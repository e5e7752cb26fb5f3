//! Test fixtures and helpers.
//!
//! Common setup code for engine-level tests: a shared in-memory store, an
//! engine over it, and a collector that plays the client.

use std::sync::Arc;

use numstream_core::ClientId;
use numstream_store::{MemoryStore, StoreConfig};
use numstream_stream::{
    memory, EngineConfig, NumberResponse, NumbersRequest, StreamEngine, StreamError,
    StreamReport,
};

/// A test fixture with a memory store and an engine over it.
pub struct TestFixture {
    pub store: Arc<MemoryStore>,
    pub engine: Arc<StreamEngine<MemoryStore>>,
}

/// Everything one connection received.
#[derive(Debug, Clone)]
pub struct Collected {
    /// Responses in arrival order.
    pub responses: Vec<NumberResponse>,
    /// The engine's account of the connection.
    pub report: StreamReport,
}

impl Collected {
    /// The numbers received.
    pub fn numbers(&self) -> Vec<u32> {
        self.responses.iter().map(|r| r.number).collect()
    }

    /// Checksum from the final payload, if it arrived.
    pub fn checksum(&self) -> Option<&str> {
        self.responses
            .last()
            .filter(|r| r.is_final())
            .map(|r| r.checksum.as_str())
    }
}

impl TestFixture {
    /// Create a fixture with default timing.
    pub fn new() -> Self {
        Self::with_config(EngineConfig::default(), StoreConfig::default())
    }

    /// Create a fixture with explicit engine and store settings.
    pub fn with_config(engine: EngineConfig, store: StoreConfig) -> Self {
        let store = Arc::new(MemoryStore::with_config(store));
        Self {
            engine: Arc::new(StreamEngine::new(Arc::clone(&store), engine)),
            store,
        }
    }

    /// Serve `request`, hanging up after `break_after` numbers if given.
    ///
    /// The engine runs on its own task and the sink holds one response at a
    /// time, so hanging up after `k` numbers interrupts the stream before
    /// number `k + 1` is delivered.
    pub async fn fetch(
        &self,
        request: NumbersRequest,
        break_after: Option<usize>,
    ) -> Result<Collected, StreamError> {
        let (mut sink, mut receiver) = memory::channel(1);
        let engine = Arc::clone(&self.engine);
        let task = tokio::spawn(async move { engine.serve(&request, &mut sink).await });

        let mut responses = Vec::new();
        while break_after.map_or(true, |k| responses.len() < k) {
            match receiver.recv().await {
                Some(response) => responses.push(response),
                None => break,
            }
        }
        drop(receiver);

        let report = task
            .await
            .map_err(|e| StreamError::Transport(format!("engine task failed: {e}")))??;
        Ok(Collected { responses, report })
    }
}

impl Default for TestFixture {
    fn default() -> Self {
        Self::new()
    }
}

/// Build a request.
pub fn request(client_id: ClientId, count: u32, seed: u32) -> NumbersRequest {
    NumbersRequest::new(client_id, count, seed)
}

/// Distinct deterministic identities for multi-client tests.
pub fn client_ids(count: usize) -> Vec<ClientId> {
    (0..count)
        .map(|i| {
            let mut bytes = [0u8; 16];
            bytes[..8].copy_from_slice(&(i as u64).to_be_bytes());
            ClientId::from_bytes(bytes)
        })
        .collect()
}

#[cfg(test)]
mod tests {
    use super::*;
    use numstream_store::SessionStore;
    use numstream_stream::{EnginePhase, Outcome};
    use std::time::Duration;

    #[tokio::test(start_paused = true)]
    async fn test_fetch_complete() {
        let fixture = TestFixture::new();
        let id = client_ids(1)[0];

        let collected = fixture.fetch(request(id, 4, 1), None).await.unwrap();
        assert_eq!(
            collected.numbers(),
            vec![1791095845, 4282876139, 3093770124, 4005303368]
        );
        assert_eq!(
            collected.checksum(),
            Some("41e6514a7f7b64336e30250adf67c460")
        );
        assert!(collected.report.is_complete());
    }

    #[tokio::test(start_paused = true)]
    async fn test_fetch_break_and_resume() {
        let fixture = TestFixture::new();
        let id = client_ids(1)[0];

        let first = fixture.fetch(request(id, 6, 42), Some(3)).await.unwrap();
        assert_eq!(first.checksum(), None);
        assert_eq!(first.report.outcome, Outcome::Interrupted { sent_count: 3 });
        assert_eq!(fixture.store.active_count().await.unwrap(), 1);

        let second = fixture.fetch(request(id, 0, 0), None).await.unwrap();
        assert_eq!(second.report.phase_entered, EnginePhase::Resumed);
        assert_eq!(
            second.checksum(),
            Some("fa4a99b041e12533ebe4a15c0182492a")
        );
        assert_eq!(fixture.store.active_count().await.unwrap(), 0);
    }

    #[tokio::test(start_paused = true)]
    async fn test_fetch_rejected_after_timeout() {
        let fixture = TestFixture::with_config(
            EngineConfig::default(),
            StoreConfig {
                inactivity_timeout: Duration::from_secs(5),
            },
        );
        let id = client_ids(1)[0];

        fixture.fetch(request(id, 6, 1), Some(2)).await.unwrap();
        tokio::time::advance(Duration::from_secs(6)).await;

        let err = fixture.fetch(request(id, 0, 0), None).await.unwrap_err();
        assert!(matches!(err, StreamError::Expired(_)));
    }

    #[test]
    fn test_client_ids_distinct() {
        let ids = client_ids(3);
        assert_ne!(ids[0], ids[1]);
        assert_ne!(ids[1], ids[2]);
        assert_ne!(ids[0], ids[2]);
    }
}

§

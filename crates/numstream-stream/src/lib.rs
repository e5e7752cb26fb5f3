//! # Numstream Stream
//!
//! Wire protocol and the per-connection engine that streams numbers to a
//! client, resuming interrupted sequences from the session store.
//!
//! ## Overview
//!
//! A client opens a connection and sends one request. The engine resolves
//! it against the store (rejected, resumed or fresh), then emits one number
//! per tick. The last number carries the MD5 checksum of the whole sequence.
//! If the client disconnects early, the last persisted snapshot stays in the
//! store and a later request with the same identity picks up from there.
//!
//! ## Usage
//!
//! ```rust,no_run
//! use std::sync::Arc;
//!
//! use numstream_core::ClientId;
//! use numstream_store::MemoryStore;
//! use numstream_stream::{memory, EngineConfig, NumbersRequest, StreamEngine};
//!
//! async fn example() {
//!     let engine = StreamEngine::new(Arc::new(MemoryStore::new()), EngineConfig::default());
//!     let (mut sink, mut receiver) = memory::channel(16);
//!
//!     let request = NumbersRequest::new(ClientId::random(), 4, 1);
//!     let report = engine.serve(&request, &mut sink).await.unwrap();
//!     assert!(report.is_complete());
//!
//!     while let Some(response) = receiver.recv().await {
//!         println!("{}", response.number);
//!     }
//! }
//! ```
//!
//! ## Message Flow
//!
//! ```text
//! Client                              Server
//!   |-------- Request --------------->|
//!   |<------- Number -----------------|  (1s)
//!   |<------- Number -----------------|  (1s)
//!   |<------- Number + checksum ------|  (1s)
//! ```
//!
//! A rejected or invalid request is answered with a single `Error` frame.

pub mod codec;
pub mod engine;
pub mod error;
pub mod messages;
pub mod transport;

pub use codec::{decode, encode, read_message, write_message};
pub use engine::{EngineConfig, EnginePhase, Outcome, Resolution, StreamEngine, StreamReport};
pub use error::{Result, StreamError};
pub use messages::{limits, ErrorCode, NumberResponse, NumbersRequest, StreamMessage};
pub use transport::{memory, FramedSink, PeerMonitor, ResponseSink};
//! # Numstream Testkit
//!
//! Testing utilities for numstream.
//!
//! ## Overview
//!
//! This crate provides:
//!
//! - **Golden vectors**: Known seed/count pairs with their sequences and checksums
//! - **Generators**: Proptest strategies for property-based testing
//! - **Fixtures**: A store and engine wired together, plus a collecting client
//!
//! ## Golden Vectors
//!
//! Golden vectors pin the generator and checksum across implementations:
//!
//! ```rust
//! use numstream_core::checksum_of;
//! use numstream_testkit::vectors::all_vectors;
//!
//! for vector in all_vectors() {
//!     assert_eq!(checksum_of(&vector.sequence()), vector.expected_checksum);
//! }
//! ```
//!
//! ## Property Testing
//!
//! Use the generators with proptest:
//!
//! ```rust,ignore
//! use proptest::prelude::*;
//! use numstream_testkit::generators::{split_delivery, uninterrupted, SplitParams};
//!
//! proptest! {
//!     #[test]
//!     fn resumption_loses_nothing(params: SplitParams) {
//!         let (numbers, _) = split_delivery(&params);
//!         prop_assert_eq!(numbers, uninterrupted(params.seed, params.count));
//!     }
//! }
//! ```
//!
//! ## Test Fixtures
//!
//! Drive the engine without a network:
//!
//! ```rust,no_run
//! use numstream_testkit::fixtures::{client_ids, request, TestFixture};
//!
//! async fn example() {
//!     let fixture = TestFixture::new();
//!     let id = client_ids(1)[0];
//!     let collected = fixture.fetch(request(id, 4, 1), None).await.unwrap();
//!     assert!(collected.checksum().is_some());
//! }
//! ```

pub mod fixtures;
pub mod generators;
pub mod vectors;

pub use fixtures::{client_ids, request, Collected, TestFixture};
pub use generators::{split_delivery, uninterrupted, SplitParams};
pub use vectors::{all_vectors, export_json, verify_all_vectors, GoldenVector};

§

** WHAT YOU SHOULD DO **
Make a list of all lines in the data that contain "ClientId".

** EXERCISE RESULT **
use numstream_core::ClientId;
pub fn request(client_id: ClientId, count: u32, seed: u32) -> NumbersRequest {
pub fn client_ids(count: usize) -> Vec<ClientId> {
            ClientId::from_bytes(bytes)
//! use numstream_core::ClientId;
//!     let request = NumbersRequest::new(ClientId::random(), 4, 1);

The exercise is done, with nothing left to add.